工芸品の魅力を伝えるポスターを作ることになり、琉球ガラスを選んだ。
沖縄の海がそのまま形になったような雰囲気が好きで以前から集めていた。カラフルで、戦後の廃瓶から作られた名残の無骨さがあり、少し歪んだり同じものがひとつもないところが魅力だった。
現地の風土を感じさせるもの・ポップでデザイン性の高いもの、の二方向で魅力を伝えるポスターを制作した。琉球ガラスはどんな風景にも馴染む良さがあるが、和畳とのコントラストで魅力を際立たせることができた。
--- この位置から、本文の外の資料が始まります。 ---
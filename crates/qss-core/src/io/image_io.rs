use std::path::Path;

use image::{imageops, DynamicImage, GrayImage, ImageBuffer, ImageFormat, Luma};
use ndarray::{Array2, Array3};

use crate::color::encode_planes;
use crate::consts::{M, N};
use crate::error::{QssError, Result};
use crate::filters::{clamp_unit, ResizeFilter};
use crate::pipeline::config::PreprocessConfig;
use crate::plane::QuaternionImage;
use crate::sample::Sample;

/// A decoded image, reduced to the kernel's 48x64 patch.
#[derive(Clone, Debug)]
pub struct LoadedPatch<T> {
    pub image: QuaternionImage<T>,
    pub source_width: usize,
    pub source_height: usize,
}

/// Decode an image file and encode it as a three-channel 48x64 patch.
pub fn load_patch<T: Sample>(path: &Path, config: &PreprocessConfig) -> Result<LoadedPatch<T>> {
    let img = image::open(path)?;
    patch_from_image(&img, config)
}

/// Encode an already decoded image as a three-channel 48x64 patch.
pub fn patch_from_image<T: Sample>(
    img: &DynamicImage,
    config: &PreprocessConfig,
) -> Result<LoadedPatch<T>> {
    let (w, h) = (img.width() as usize, img.height() as usize);
    if w == 0 || h == 0 {
        return Err(QssError::Shape(format!("image has no pixels ({}x{})", w, h)));
    }

    let rgb = img.to_rgb32f();
    let small = imageops::resize(
        &rgb,
        N as u32,
        M as u32,
        config.resize_filter.filter_type(),
    );
    let interleaved = Array3::from_shape_vec((M, N, 3), small.into_raw())
        .map_err(|e| QssError::Shape(e.to_string()))?;
    let planes = encode_planes(config.color_space, &interleaved).mapv(|v| T::of(f64::from(v)));

    Ok(LoadedPatch {
        image: QuaternionImage::from_planes(planes)?,
        source_width: w,
        source_height: h,
    })
}

/// Decode an image file as grayscale in [0, 1], resized to 48x64.
///
/// Returns the plane and the source `(width, height)`.
pub fn load_gray_plane(path: &Path, filter: ResizeFilter) -> Result<(Array2<f32>, (usize, usize))> {
    let img = image::open(path)?;
    let source = (img.width() as usize, img.height() as usize);
    let gray = img.to_luma32f();
    let small = imageops::resize(&gray, N as u32, M as u32, filter.filter_type());
    let plane = Array2::from_shape_vec((M, N), small.into_raw())
        .map_err(|e| QssError::Shape(e.to_string()))?;
    Ok((plane, source))
}

/// Save a map as 16-bit grayscale TIFF, values clamped to [0, 1].
pub fn save_tiff(map: &Array2<f32>, path: &Path) -> Result<()> {
    let (h, w) = map.dim();
    let pixels: Vec<u16> = clamp_unit(map)
        .iter()
        .map(|&v| (v * 65535.0).round() as u16)
        .collect();

    let img = ImageBuffer::<Luma<u16>, Vec<u16>>::from_raw(w as u32, h as u32, pixels)
        .ok_or_else(|| QssError::Shape(format!("map buffer does not match {}x{}", w, h)))?;
    img.save_with_format(path, ImageFormat::Tiff)?;
    Ok(())
}

/// Save a map as 8-bit grayscale PNG, values clamped to [0, 1].
pub fn save_png(map: &Array2<f32>, path: &Path) -> Result<()> {
    let (h, w) = map.dim();
    let map = clamp_unit(map);
    let mut img = GrayImage::new(w as u32, h as u32);
    for row in 0..h {
        for col in 0..w {
            let val = (map[[row, col]] * 255.0).round() as u8;
            img.put_pixel(col as u32, row as u32, Luma([val]));
        }
    }

    img.save_with_format(path, ImageFormat::Png)?;
    Ok(())
}

/// Save a map, choosing the format from the file extension (TIFF otherwise).
pub fn save_map(map: &Array2<f32>, path: &Path) -> Result<()> {
    let ext = path
        .extension()
        .and_then(|e| e.to_str())
        .map(str::to_ascii_lowercase);
    match ext.as_deref() {
        Some("png") => save_png(map, path),
        _ => save_tiff(map, path),
    }
}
一方のイラスト表現では、形や色のユニークさ、手に取りたくなる楽しさを感じられると思う。


日常風景と異素材(左上)、色の抽出・反転(右上)、風景のモザイク化(下)など、様々な切り口で違和感を表現する作品を制作した。

『REVEAL full of uncertainty』

”写真家やイラストレーターなど世界で活躍する架空のアーティスト6人が新しい切り口でそれぞれの違和感を表現する”という仮想の設定を設け、「違和感」をコンセプトにアートブックを制作した。 2020年5月に六本木のギャラリーで開催予定だった展覧会がコロナ渦で中止となりアートブックを発行するに至った、という背景を想定している。紙の上ならではの鑑賞体験とともに、違和感を通して新しい発見を提案するアートブックである。
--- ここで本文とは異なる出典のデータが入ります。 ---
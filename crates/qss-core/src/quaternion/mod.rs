//! Quaternion algebra over single values and planar quaternion images.
//!
//! Planar buffers are `(channels, rows, cols)` arrays: four channels hold
//! (a, b, c, d), three channels hold (b, c, d) with an implicit `a = 0`.

pub mod nonlinear;
pub mod planar;
mod value;

pub use nonlinear::{magnitude, signum, squared_magnitude};
pub use planar::{
    product_imaginary_matrices, product_imaginary_matrix_scalar, product_matrices,
    product_matrix_scalar, product_scalar_imaginary_matrix, product_scalar_matrix,
};
pub use value::{hamilton_product, hamilton_product_imaginary, Quaternion};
発端は、これまでの自分たちのアート作品を本に載せてみたいという想いだった。ただ作品集としてまとめるだけでは単調になると感じ、”アートとデザインの融合”で新しい視点を体験できるアートブックを目指した。
制作中は、常にアートとデザインの境目を感じ、考える時間だった。今回は、かっこいい・かわいい・きれい、といった直感的なものを視覚的に伝えるデザインを試行錯誤して形にした。既存の情報を整理して発信する普段のデザインワークとは違った手法が難しくもあり、刺激的で学びの多い制作だった。
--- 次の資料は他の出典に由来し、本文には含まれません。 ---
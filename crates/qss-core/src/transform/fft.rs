//! Complex FFTs hard-wired to 16, 48 and 64 points.
//!
//! - 16 and 64 points: iterative radix-2 Cooley-Tukey, twiddles read from the
//!   64-point table with a stride.
//! - 48 points: three interleaved 16-point transforms combined with 48-point
//!   twiddles (decimation in time, radix 3 over radix 2).
//!
//! Transforms are unnormalized in both directions: `inverse(forward(x)) = L * x`.

use num_complex::Complex;

use crate::sample::Sample;

use super::tables::{TWIDDLE_48_COS, TWIDDLE_48_SIN, TWIDDLE_64_COS, TWIDDLE_64_SIN};

/// Sign of the exponent: forward uses `e^{-2πi nk/L}`, inverse `e^{+2πi nk/L}`.
#[derive(Clone, Copy, Debug, PartialEq, Eq)]
pub enum Direction {
    Forward,
    Inverse,
}

impl Direction {
    #[inline(always)]
    fn twiddle<T: Sample>(self, cos: f64, sin: f64) -> Complex<T> {
        match self {
            Self::Forward => Complex::new(T::of(cos), T::of(-sin)),
            Self::Inverse => Complex::new(T::of(cos), T::of(sin)),
        }
    }
}

/// 64-point transform in place.
pub fn fft64<T: Sample>(buf: &mut [Complex<T>; 64], direction: Direction) {
    radix2(buf, direction);
}

/// 48-point transform in place.
pub fn fft48<T: Sample>(buf: &mut [Complex<T>; 48], direction: Direction) {
    mixed48(buf, direction);
}

/// 16-point transform in place.
pub fn fft16<T: Sample>(buf: &mut [Complex<T>; 16], direction: Direction) {
    radix2(buf, direction);
}

/// Radix-2 transform for 2, 4, ..., 64 points.
pub(crate) fn radix2<T: Sample>(buf: &mut [Complex<T>], direction: Direction) {
    let n = buf.len();
    debug_assert!(n.is_power_of_two() && n >= 2 && n <= 64);
    let bits = n.trailing_zeros();

    for i in 0..n {
        let j = i.reverse_bits() >> (usize::BITS - bits);
        if j > i {
            buf.swap(i, j);
        }
    }

    let mut len = 2;
    while len <= n {
        let half = len / 2;
        let stride = 64 / len;
        for start in (0..n).step_by(len) {
            for j in 0..half {
                let k = j * stride;
                let w = direction.twiddle::<T>(TWIDDLE_64_COS[k], TWIDDLE_64_SIN[k]);
                let u = buf[start + j];
                let v = buf[start + j + half] * w;
                buf[start + j] = u + v;
                buf[start + j + half] = u - v;
            }
        }
        len <<= 1;
    }
}

/// 48 = 3 x 16: X[k] = F0[k mod 16] + W^k F1[k mod 16] + W^2k F2[k mod 16].
pub(crate) fn mixed48<T: Sample>(buf: &mut [Complex<T>], direction: Direction) {
    debug_assert_eq!(buf.len(), 48);
    let zero = Complex::new(T::zero(), T::zero());
    let mut sub = [[zero; 16]; 3];

    for (r, lane) in sub.iter_mut().enumerate() {
        for (m, slot) in lane.iter_mut().enumerate() {
            *slot = buf[3 * m + r];
        }
        radix2(lane, direction);
    }

    for (k, out) in buf.iter_mut().enumerate() {
        let k16 = k % 16;
        let w1 = direction.twiddle::<T>(TWIDDLE_48_COS[k], TWIDDLE_48_SIN[k]);
        let k2 = (2 * k) % 48;
        let w2 = direction.twiddle::<T>(TWIDDLE_48_COS[k2], TWIDDLE_48_SIN[k2]);
        *out = sub[0][k16] + sub[1][k16] * w1 + sub[2][k16] * w2;
    }
}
作品約200ページを、手作業のコデックス装で仕上げた。表紙をはじめ、異素材の紙を貼ることで違和感を表現している。雑誌のような気軽さと、アートブックの重厚感の両方を感じられる冊子を目指した。
pdfより作品全ページをご覧いただけます。

photo by unsplash.com

日浅夏希
奈良県生まれ
2015年 大阪大学大学院バイオ情報工学専攻 修了
2018年 桑沢デザイン研究所 夜間附帯 基礎造形専攻 修了
2019年 桑沢デザイン研究所 夜間ビジュアルデザイン専攻 入学

会社員。大学院以降、科学コミュニケーション・ビジネス・デザインの関わりについて模索しています。